__Task brief__
Pull each line with the string "that" from the entries.
::::::::::
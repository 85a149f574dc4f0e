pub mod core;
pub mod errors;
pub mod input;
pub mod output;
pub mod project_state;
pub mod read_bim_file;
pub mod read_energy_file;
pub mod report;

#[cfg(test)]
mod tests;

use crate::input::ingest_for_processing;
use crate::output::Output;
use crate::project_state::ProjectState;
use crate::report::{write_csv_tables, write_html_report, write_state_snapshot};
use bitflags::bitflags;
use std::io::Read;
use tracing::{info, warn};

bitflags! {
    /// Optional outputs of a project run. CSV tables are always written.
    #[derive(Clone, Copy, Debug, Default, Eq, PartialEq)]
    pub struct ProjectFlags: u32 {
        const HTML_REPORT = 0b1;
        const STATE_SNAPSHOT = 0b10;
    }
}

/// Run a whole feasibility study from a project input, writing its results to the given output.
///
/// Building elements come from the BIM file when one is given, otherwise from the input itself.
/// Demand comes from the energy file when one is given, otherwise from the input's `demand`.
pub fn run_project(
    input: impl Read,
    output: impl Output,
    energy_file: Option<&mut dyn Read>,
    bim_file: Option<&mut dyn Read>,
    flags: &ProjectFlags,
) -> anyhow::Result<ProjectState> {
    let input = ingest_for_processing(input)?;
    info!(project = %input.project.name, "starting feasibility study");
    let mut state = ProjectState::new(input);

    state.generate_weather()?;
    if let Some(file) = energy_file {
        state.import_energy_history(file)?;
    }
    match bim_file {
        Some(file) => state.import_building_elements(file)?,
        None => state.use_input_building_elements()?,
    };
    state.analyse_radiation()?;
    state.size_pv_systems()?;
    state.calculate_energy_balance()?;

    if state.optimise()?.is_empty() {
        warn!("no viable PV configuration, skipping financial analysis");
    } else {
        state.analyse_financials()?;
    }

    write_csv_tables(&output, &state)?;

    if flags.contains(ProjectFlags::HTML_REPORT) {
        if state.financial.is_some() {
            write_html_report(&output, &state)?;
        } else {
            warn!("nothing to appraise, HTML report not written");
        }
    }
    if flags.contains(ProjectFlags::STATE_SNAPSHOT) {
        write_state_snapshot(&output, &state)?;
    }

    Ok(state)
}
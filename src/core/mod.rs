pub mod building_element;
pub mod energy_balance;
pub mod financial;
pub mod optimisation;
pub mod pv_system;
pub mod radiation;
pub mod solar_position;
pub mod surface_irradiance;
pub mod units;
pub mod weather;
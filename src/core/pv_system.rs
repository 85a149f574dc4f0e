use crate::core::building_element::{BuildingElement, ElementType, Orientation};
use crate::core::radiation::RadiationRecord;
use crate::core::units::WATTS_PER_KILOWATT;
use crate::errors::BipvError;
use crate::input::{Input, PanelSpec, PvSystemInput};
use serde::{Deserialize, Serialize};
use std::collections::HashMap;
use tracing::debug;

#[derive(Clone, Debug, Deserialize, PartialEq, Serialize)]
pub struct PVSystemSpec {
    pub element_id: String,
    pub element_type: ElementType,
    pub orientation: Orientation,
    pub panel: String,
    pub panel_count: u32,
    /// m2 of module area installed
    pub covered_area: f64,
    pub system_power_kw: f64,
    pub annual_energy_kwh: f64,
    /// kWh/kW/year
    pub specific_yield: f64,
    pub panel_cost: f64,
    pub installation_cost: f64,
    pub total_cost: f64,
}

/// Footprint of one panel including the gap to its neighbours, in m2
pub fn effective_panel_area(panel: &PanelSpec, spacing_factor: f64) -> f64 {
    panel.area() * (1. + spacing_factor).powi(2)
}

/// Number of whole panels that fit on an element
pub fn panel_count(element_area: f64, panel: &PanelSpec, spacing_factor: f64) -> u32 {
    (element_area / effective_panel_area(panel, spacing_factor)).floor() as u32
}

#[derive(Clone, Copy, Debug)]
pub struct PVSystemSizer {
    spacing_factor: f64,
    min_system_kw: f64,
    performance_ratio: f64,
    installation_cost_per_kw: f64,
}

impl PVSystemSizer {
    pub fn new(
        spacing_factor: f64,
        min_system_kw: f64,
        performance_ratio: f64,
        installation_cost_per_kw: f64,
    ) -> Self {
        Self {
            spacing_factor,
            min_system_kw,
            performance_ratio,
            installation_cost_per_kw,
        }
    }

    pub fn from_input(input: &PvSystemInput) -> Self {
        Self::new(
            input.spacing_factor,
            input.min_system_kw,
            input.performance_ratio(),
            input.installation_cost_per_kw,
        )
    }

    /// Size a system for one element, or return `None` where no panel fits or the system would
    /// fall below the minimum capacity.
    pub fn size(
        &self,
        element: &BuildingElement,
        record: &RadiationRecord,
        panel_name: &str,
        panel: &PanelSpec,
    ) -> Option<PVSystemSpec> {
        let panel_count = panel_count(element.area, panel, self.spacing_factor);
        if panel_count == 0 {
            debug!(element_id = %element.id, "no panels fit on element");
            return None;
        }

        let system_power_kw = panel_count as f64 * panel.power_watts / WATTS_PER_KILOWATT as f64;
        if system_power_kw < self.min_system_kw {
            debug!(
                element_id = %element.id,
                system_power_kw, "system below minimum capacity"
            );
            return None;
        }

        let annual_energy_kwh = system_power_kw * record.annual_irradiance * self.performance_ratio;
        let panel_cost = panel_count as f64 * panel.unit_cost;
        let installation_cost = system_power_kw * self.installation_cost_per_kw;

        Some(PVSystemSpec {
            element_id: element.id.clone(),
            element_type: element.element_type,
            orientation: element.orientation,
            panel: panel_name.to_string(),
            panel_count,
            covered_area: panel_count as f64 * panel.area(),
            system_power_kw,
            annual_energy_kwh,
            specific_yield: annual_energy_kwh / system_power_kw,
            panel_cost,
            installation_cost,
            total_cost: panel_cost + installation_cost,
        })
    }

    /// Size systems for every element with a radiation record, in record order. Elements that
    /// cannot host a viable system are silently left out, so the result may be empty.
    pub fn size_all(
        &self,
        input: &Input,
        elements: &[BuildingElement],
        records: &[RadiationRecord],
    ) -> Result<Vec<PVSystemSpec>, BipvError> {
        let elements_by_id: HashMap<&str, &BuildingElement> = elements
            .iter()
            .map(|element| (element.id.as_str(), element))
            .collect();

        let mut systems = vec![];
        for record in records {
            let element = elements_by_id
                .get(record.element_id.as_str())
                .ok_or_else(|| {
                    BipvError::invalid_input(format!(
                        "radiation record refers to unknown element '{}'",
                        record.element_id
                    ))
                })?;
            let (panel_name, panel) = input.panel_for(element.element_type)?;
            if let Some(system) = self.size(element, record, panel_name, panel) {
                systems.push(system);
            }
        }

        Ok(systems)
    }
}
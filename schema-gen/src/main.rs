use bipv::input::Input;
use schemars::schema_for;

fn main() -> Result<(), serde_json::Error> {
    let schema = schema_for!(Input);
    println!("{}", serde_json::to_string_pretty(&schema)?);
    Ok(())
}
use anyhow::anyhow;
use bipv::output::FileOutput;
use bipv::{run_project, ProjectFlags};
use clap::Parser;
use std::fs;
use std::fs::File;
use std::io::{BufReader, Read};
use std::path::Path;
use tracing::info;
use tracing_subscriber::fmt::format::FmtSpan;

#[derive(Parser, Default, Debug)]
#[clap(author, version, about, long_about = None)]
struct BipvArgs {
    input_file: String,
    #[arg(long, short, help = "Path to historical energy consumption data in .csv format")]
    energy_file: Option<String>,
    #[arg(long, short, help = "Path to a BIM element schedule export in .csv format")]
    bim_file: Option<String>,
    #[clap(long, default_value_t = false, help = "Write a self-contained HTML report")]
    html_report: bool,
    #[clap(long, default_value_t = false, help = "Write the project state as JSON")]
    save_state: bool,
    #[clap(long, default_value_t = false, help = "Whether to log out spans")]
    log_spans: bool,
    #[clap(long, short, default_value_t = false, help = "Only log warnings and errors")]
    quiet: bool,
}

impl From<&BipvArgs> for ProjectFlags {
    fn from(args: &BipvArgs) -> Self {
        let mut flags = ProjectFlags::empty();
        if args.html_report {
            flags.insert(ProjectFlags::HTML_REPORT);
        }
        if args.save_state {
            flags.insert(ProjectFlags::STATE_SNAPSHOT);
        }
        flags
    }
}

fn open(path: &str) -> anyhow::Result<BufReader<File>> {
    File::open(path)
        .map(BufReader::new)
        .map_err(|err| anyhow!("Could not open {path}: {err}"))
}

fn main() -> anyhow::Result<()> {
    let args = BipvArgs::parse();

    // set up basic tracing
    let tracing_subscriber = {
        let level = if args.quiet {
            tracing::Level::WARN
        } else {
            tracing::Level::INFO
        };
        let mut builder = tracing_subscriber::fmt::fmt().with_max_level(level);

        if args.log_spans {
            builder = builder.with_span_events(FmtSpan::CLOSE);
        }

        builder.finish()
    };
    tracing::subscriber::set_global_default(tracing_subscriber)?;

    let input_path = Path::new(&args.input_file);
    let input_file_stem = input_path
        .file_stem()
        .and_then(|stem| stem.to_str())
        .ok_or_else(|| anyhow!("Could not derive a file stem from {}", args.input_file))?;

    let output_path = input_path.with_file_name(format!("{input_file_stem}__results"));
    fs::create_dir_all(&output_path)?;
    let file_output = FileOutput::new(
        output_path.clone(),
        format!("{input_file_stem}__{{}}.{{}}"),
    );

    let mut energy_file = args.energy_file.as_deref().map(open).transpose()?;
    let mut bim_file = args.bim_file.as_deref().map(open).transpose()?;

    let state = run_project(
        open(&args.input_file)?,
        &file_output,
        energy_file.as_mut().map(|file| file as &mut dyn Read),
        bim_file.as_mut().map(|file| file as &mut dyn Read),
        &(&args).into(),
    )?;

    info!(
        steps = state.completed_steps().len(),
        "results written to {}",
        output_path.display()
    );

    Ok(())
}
::::::::::
__Result of this task__
/// Number of whole panels that fit on an element
    /// Size systems for every element with a radiation record, in record order. Elements that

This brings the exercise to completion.